**Items from a data source**

- - -

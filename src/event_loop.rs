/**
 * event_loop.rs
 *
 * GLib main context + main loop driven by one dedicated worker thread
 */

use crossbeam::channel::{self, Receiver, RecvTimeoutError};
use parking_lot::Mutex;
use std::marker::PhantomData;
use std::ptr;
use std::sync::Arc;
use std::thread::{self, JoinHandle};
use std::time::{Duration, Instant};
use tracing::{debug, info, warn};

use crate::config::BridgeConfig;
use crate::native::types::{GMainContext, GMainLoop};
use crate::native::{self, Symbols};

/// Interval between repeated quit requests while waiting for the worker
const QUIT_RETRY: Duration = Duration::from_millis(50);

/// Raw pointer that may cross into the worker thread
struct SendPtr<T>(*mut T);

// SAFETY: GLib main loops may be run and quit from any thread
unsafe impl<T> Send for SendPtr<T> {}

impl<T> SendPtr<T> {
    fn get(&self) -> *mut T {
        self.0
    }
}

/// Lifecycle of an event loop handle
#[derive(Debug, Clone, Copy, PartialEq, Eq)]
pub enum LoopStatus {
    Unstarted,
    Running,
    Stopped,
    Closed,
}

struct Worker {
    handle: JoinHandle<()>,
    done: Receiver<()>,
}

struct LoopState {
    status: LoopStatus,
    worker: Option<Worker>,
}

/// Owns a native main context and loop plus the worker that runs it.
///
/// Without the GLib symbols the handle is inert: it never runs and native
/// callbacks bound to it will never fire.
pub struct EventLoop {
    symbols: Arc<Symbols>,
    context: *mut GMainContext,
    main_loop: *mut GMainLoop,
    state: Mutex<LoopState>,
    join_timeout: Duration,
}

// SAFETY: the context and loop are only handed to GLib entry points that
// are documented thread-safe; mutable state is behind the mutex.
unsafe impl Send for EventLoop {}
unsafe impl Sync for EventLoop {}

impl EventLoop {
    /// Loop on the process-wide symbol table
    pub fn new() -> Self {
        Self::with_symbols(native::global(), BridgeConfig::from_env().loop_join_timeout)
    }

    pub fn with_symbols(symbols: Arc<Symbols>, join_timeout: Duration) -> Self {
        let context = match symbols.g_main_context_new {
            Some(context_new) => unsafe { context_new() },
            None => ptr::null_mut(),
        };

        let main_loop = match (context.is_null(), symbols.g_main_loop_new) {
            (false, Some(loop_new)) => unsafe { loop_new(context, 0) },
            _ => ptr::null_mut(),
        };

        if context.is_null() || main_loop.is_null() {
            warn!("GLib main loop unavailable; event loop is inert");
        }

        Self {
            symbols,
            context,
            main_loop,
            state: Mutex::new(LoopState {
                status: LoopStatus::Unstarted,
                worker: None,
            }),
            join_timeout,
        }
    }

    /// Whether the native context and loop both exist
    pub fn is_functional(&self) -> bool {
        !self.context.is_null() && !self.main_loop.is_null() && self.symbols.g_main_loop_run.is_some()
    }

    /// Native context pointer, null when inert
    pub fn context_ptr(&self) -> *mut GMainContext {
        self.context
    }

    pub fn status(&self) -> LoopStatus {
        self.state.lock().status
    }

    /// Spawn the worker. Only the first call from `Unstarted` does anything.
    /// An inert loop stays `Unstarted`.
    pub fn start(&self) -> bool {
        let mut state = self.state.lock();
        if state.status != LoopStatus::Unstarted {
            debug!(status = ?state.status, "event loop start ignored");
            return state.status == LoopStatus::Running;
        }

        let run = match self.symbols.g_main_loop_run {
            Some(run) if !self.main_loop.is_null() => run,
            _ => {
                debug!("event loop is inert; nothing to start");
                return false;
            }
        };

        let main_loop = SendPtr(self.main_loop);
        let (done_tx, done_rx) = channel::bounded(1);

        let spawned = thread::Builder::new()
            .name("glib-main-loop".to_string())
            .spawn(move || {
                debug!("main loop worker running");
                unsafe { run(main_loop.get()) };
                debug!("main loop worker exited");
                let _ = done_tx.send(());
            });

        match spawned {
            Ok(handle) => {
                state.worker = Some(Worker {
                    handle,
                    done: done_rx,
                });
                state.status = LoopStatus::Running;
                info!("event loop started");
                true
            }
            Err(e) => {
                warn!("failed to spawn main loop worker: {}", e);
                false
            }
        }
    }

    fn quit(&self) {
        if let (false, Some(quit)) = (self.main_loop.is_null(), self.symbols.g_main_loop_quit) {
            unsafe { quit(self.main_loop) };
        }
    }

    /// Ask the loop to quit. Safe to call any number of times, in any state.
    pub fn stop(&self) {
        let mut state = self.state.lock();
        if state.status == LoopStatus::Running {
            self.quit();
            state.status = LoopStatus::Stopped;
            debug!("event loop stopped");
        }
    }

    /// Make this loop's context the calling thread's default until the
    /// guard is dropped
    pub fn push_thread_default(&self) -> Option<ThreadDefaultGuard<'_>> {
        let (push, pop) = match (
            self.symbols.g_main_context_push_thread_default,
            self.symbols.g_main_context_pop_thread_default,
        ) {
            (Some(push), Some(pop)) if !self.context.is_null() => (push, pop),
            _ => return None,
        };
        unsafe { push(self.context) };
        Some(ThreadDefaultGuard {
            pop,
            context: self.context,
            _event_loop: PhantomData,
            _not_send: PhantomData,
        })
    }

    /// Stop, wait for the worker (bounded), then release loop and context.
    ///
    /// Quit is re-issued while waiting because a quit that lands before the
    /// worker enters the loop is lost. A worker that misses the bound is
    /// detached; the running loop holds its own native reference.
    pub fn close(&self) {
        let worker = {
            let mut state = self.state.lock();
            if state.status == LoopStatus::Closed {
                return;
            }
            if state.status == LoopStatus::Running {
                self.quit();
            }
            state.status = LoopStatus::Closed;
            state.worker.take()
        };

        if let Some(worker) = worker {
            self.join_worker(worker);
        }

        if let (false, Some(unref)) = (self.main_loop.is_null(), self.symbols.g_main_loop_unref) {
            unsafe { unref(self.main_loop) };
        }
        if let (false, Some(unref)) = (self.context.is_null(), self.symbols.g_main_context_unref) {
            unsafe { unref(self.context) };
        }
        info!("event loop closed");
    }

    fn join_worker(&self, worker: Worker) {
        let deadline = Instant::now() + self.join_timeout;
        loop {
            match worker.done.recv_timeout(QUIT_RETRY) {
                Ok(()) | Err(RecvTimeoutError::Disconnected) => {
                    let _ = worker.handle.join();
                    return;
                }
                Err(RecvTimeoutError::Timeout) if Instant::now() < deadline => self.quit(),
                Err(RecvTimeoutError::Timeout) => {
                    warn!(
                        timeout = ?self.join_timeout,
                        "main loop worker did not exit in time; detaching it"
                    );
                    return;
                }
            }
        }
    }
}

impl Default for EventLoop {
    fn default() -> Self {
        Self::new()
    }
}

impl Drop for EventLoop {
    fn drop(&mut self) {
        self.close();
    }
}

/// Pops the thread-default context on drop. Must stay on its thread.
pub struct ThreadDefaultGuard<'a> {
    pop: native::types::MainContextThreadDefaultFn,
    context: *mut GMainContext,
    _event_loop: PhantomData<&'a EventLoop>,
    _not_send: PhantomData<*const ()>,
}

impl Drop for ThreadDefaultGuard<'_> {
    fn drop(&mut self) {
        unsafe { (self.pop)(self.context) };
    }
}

- - -

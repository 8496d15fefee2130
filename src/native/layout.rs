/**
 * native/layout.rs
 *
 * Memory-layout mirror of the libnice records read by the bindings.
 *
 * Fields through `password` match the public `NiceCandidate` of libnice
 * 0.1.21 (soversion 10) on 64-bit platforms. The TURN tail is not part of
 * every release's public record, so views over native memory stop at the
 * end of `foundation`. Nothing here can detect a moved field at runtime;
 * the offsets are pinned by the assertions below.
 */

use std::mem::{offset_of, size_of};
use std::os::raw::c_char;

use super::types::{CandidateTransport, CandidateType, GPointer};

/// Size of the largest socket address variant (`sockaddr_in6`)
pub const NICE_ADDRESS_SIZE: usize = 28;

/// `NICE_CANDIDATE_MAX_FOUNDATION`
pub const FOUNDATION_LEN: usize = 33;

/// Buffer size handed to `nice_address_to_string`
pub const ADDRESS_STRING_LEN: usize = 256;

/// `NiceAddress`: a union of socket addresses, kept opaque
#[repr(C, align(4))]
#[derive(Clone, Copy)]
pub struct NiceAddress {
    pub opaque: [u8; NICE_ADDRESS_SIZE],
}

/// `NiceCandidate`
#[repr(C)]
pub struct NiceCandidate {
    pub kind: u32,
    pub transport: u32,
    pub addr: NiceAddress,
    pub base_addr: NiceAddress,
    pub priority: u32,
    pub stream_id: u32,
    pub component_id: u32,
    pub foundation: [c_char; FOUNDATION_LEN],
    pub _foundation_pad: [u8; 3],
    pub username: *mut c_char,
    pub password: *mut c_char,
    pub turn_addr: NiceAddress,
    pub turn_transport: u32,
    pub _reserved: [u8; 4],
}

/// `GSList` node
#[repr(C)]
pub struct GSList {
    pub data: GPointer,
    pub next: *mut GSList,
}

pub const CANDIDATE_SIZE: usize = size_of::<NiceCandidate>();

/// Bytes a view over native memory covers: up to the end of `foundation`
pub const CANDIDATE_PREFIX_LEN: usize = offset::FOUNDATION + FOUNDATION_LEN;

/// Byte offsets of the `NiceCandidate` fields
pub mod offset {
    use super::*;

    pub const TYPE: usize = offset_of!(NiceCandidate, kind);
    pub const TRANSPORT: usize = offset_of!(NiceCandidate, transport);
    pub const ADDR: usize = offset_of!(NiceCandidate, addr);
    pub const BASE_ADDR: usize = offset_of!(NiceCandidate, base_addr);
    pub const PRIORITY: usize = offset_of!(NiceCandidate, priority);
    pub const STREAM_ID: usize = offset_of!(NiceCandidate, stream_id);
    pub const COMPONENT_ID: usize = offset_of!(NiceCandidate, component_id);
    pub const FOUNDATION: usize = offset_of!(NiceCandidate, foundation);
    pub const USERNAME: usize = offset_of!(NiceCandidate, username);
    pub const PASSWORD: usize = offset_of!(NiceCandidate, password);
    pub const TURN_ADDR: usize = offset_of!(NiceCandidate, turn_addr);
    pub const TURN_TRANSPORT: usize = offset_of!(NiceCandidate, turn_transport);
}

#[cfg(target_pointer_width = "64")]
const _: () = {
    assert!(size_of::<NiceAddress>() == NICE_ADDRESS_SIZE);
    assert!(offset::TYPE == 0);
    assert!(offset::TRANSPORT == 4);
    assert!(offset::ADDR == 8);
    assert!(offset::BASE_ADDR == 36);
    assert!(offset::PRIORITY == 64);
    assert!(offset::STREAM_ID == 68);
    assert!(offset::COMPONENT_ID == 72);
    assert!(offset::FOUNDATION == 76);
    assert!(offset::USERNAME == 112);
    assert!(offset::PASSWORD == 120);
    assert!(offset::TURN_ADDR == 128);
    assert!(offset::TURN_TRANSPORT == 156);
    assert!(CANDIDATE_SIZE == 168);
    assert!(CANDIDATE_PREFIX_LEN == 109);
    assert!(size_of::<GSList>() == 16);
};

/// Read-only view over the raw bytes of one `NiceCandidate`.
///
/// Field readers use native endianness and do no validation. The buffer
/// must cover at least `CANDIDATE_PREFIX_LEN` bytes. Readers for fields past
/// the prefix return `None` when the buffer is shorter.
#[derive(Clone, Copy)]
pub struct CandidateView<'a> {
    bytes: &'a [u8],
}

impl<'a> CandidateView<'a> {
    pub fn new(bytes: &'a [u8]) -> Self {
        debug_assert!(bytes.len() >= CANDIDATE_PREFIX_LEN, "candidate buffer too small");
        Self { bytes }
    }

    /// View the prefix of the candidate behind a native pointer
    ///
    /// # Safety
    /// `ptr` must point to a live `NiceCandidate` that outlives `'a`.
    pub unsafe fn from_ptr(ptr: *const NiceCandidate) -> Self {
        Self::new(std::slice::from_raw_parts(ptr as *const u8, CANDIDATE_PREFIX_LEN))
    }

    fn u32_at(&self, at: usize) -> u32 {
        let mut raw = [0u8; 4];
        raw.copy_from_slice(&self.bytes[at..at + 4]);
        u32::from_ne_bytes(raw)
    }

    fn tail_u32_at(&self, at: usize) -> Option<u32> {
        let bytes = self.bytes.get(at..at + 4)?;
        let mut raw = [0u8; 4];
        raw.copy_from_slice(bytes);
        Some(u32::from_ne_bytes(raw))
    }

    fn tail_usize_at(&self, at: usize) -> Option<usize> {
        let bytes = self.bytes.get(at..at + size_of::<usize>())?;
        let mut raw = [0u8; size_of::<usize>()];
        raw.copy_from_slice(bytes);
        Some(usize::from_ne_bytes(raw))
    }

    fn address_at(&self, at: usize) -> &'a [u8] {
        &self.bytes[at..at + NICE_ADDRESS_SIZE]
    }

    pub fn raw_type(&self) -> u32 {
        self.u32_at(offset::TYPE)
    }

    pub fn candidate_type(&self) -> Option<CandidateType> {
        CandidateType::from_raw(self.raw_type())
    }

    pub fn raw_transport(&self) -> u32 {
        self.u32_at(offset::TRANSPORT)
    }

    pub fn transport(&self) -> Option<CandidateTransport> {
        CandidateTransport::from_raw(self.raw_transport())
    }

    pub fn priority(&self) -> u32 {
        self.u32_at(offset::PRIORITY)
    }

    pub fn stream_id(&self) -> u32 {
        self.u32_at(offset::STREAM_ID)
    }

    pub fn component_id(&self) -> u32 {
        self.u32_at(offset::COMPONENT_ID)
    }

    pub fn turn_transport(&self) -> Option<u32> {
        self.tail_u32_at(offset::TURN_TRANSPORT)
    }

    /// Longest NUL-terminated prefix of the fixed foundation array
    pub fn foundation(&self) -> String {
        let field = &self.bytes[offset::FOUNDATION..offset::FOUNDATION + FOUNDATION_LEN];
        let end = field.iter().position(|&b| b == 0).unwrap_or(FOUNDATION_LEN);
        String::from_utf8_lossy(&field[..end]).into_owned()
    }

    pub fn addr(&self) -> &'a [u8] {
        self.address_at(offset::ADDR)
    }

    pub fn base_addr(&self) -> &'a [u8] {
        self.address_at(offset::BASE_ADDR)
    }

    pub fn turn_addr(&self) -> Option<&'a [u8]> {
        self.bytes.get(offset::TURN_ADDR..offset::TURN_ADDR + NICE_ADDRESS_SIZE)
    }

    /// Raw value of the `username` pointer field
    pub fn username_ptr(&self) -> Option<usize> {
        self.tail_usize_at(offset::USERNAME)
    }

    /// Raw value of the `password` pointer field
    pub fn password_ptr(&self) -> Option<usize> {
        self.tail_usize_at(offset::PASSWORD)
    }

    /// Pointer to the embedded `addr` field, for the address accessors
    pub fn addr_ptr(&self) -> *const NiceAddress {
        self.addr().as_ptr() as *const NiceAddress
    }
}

- - -

**TASK DIRECTIONS**
Your reply must consist of one number, the count of lines in the entries that hold "JoinHandle".

**SOLUTION FOR THIS EXERCISE**
2